The national shrine of St. Jude was founded by Father James Tort, C.M.F., pastor of Our Lady of Guadalupe Church in Chicago, Illinois, United States. Father Tort was born in Barcelona and had served in the Canary Islands and Mexico. He fled Mexico in 1914, and worked for a time in Texas and Arizona, before becoming pastor of the Guadalupe mission in 1927.

Many of Tort’s parishioners were laborers in the nearby steel mills, which were drastically cutting back their workforces early in 1929. This cutback was the precursor of the Stock Market crash.

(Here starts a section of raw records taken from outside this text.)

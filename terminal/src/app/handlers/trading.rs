//! # Trading Handlers
//!
//! Trade placement and closing. Both follow the same shape: validate, mark
//! the pending operation in state, spawn the request.

use crate::app::events::AppEvent;
use crate::app::state::{AppState, ToastLevel};
use crate::app::store::TradeAction;
use crate::app::tasks::spawn_event;
use crate::core::service::ApiService;
use crate::utils::validation::validate_trade_form;
use async_channel::Sender;
use parking_lot::RwLock;
use shared::PlaceTradeRequest;
use std::sync::Arc;

/// Handle the trade form submit
///
/// Internal handler function - use [`crate::app::App::handle_place_trade`] instead.
pub(crate) fn handle_place_trade(
    state: Arc<RwLock<AppState>>,
    api: Arc<dyn ApiService>,
    event_tx: Sender<AppEvent>,
) {
    let request = {
        let mut state = state.write();
        if state.trade_form.submitting {
            return;
        }
        let form = &state.trade_form;
        match validate_trade_form(&form.symbol, &form.quantity) {
            Ok(quantity) => {
                let request = PlaceTradeRequest {
                    symbol: form.symbol.clone(),
                    quantity,
                    side: form.side,
                };
                state.trade_form.submitting = true;
                request
            }
            Err(message) => {
                state.toast(ToastLevel::Error, message);
                return;
            }
        }
    };

    tracing::info!(
        symbol = %request.symbol,
        side = %request.side,
        quantity = request.quantity,
        "Placing trade"
    );
    spawn_event(event_tx, async move { AppEvent::TradePlaced(api.place_trade(request).await) });
}

/// Handle a close button in the trade history table
///
/// Internal handler function - use [`crate::app::App::handle_close_trade`] instead.
pub(crate) fn handle_close_trade(
    state: Arc<RwLock<AppState>>,
    api: Arc<dyn ApiService>,
    event_tx: Sender<AppEvent>,
    trade_id: String,
) {
    {
        let mut state = state.write();
        if state.store.trades.closing_trade_id.is_some() {
            tracing::debug!("A close is already in flight");
            return;
        }
        let is_open = state
            .store
            .trades
            .trades
            .iter()
            .find(|t| t.id == trade_id)
            .map(|t| t.is_open());
        match is_open {
            Some(true) => {}
            Some(false) => {
                state.toast(ToastLevel::Warning, "Trade is already closed");
                return;
            }
            None => {
                state.toast(ToastLevel::Error, "Trade not found");
                return;
            }
        }
        state.store.dispatch_trades(TradeAction::CloseStart(trade_id.clone()));
    }

    tracing::info!(trade_id = %trade_id, "Closing trade");
    spawn_event(event_tx, async move {
        let result = api.close_trade(&trade_id).await;
        AppEvent::TradeClosed { trade_id, result }
    });
}

/// Re-read the wallet after a trade so the balance reflects the settlement.
pub(crate) fn refresh_balance(api: Arc<dyn ApiService>, event_tx: Sender<AppEvent>) {
    spawn_event(event_tx, async move { AppEvent::BalanceRefreshed(api.get_wallet().await) });
}
//! # Notifications Screen
//!
//! Inbox with read/delete actions, price alert management and delivery
//! settings, one tab each.

use chrono::Utc;
use shared::{format_price, format_relative, AlertCondition, NotificationKind, POPULAR_SYMBOLS};

use crate::app::{App, AppState, NotificationTab};
use crate::ui::theme::Theme;
use crate::ui::widgets::{forms, tables};

pub fn render(ui: &mut egui::Ui, state: &AppState, app: &mut App) {
    let theme = Theme::default();
    let notifications = &state.notifications;

    ui.horizontal(|ui| {
        ui.heading("Notifications");
        if notifications.unread_count() > 0 {
            ui.colored_label(theme.selected, format!("{} unread", notifications.unread_count()));
        }
    });
    ui.add_space(6.0);

    let mut tab = notifications.tab;
    ui.horizontal(|ui| {
        ui.selectable_value(&mut tab, NotificationTab::Inbox, "Inbox");
        ui.selectable_value(&mut tab, NotificationTab::Alerts, "Price Alerts");
        ui.selectable_value(&mut tab, NotificationTab::Settings, "Settings");
    });
    if tab != notifications.tab {
        app.state.write().notifications.tab = tab;
    }
    ui.separator();

    match tab {
        NotificationTab::Inbox => render_inbox(ui, state, app, &theme),
        NotificationTab::Alerts => render_alerts(ui, state, app, &theme),
        NotificationTab::Settings => render_settings(ui, state, app, &theme),
    }
}

fn kind_color(kind: NotificationKind, theme: &Theme) -> egui::Color32 {
    match kind {
        NotificationKind::Trade => theme.success,
        NotificationKind::PriceAlert => theme.warning,
        NotificationKind::Market => theme.info,
        NotificationKind::Account => theme.selected,
        NotificationKind::System => theme.dim,
    }
}

fn render_inbox(ui: &mut egui::Ui, state: &AppState, app: &mut App, theme: &Theme) {
    let notifications = &state.notifications;

    ui.horizontal(|ui| {
        let mut unread_only = notifications.unread_only;
        if ui.checkbox(&mut unread_only, "Unread only").changed() {
            app.state.write().notifications.unread_only = unread_only;
        }
        ui.with_layout(egui::Layout::right_to_left(egui::Align::Center), |ui| {
            if ui.button("Refresh").clicked() {
                app.load_notifications(1);
            }
            if ui
                .add_enabled(notifications.unread_count() > 0, egui::Button::new("Mark all read"))
                .clicked()
            {
                app.mark_all_notifications_read();
            }
        });
    });

    if let Some(error) = &notifications.error {
        forms::render_error(ui, error, theme);
    }

    let visible = notifications.visible();
    if visible.is_empty() {
        if notifications.loading {
            ui.spinner();
        } else {
            tables::render_empty_state(ui, "No notifications", Some("You're all caught up."), theme);
        }
        return;
    }

    let now = Utc::now();
    let mut mark_read: Option<String> = None;
    let mut delete: Option<String> = None;

    egui::ScrollArea::vertical().id_salt("inbox").show(ui, |ui| {
        for notification in visible {
            egui::Frame::group(ui.style())
                .fill(if notification.read { theme.background } else { theme.card })
                .show(ui, |ui| {
                    ui.set_width(ui.available_width());
                    ui.horizontal(|ui| {
                        ui.colored_label(kind_color(notification.kind, theme), notification.kind.label());
                        let title = egui::RichText::new(&notification.title);
                        ui.label(if notification.read { title } else { title.strong() });
                        ui.with_layout(egui::Layout::right_to_left(egui::Align::Center), |ui| {
                            if ui.small_button("Delete").clicked() {
                                delete = Some(notification.id.clone());
                            }
                            if !notification.read && ui.small_button("Mark read").clicked() {
                                mark_read = Some(notification.id.clone());
                            }
                            ui.colored_label(theme.dim, format_relative(&notification.created_at, now));
                        });
                    });
                    ui.label(&notification.message);
                    if let Some(data) = &notification.data {
                        if let (Some(symbol), Some(price)) = (&data.symbol, data.price) {
                            ui.colored_label(theme.dim, format!("{} @ {}", symbol, format_price(price)));
                        }
                    }
                });
        }

        if notifications.has_more() {
            ui.add_space(6.0);
            ui.vertical_centered(|ui| {
                if notifications.loading {
                    ui.spinner();
                } else if ui.button("Load more").clicked() {
                    app.load_more_notifications();
                }
            });
        }
    });

    if let Some(id) = mark_read {
        app.mark_notification_read(id);
    }
    if let Some(id) = delete {
        app.delete_notification(id);
    }
}

fn render_alerts(ui: &mut egui::Ui, state: &AppState, app: &mut App, theme: &Theme) {
    let notifications = &state.notifications;
    let mut form = notifications.alert_form.clone();

    egui::Frame::group(ui.style()).fill(theme.card).show(ui, |ui| {
        ui.label(egui::RichText::new("New Price Alert").strong());
        ui.horizontal(|ui| {
            egui::ComboBox::from_id_salt("alert_symbol")
                .selected_text(&form.symbol)
                .show_ui(ui, |ui| {
                    for symbol in POPULAR_SYMBOLS {
                        ui.selectable_value(&mut form.symbol, symbol.to_string(), symbol);
                    }
                });
            ui.selectable_value(&mut form.condition, AlertCondition::Above, "Above");
            ui.selectable_value(&mut form.condition, AlertCondition::Below, "Below");
            ui.add_sized([140.0, 24.0], egui::TextEdit::singleline(&mut form.target_price).hint_text("Target price"));
            if ui.button("Create").clicked() {
                app.state.write().notifications.alert_form = form.clone();
                app.create_price_alert();
            }
        });
    });
    if form != notifications.alert_form {
        app.state.write().notifications.alert_form = form;
    }

    ui.add_space(8.0);
    if notifications.alerts.is_empty() {
        if notifications.alerts_loading {
            ui.spinner();
        } else {
            tables::render_empty_state(ui, "No price alerts", Some("Create one above to get notified."), theme);
        }
        return;
    }

    let mut toggle: Option<String> = None;
    let mut delete: Option<String> = None;
    tables::render_table(
        ui,
        "price_alerts",
        tables::TableConfig { num_columns: 6, scrollable: true, ..Default::default() },
        &["Pair", "Condition", "Target", "Current", "Status", ""],
        theme,
        |ui| {
            for alert in &notifications.alerts {
                ui.label(&alert.symbol);
                ui.label(alert.condition.as_str());
                ui.label(format_price(alert.target_price));
                ui.label(format_price(alert.current_price));
                if alert.is_triggered() {
                    ui.colored_label(theme.warning, "Triggered");
                } else if alert.active {
                    ui.colored_label(theme.success, "Active");
                } else {
                    ui.colored_label(theme.dim, "Paused");
                }
                ui.horizontal(|ui| {
                    if ui.small_button(if alert.active { "Pause" } else { "Resume" }).clicked() {
                        toggle = Some(alert.id.clone());
                    }
                    if ui.small_button("Delete").clicked() {
                        delete = Some(alert.id.clone());
                    }
                });
                ui.end_row();
            }
        },
    );

    if let Some(id) = toggle {
        app.toggle_price_alert(id);
    }
    if let Some(id) = delete {
        app.delete_price_alert(id);
    }
}

fn render_settings(ui: &mut egui::Ui, state: &AppState, app: &mut App, theme: &Theme) {
    let Some(current) = &state.notifications.settings else {
        ui.spinner();
        return;
    };
    let mut settings = current.clone();

    ui.label(egui::RichText::new("Delivery").strong());
    forms::render_toggle(ui, &mut settings.email_notifications, "Email notifications", "Receive notifications by email", theme);
    forms::render_toggle(ui, &mut settings.push_notifications, "Push notifications", "Show notifications on this device", theme);
    ui.add_space(8.0);
    ui.label(egui::RichText::new("Topics").strong());
    forms::render_toggle(ui, &mut settings.price_alerts, "Price alerts", "When an alert target is reached", theme);
    forms::render_toggle(ui, &mut settings.trade_alerts, "Trade alerts", "When trades are opened or closed", theme);
    forms::render_toggle(ui, &mut settings.market_news, "Market news", "Notable market movements", theme);
    forms::render_toggle(ui, &mut settings.account_updates, "Account updates", "Deposits, withdrawals and security", theme);
    forms::render_toggle(ui, &mut settings.system_alerts, "System alerts", "Maintenance and service notices", theme);

    if settings != *current {
        app.state.write().notifications.settings = Some(settings.clone());
    }

    ui.add_space(10.0);
    if ui.button("Save settings").clicked() {
        app.save_notification_settings(settings);
    }
}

Tort was saddened to see that about 90% of his parishioners were without jobs and in difficult financial situations.

Tort was devoted to Saint Jude Thaddeus. In an effort to lift the spirits of his parishioners, Tort began regular devotions to Saint Jude. The first novena honoring the saint was held on February 17, 1929. During the Depression of the 1930s and World War II, thousands of men, women, and children attended novenas at the shrine and devotion to the patron saint of desperate causes spread throughout the country.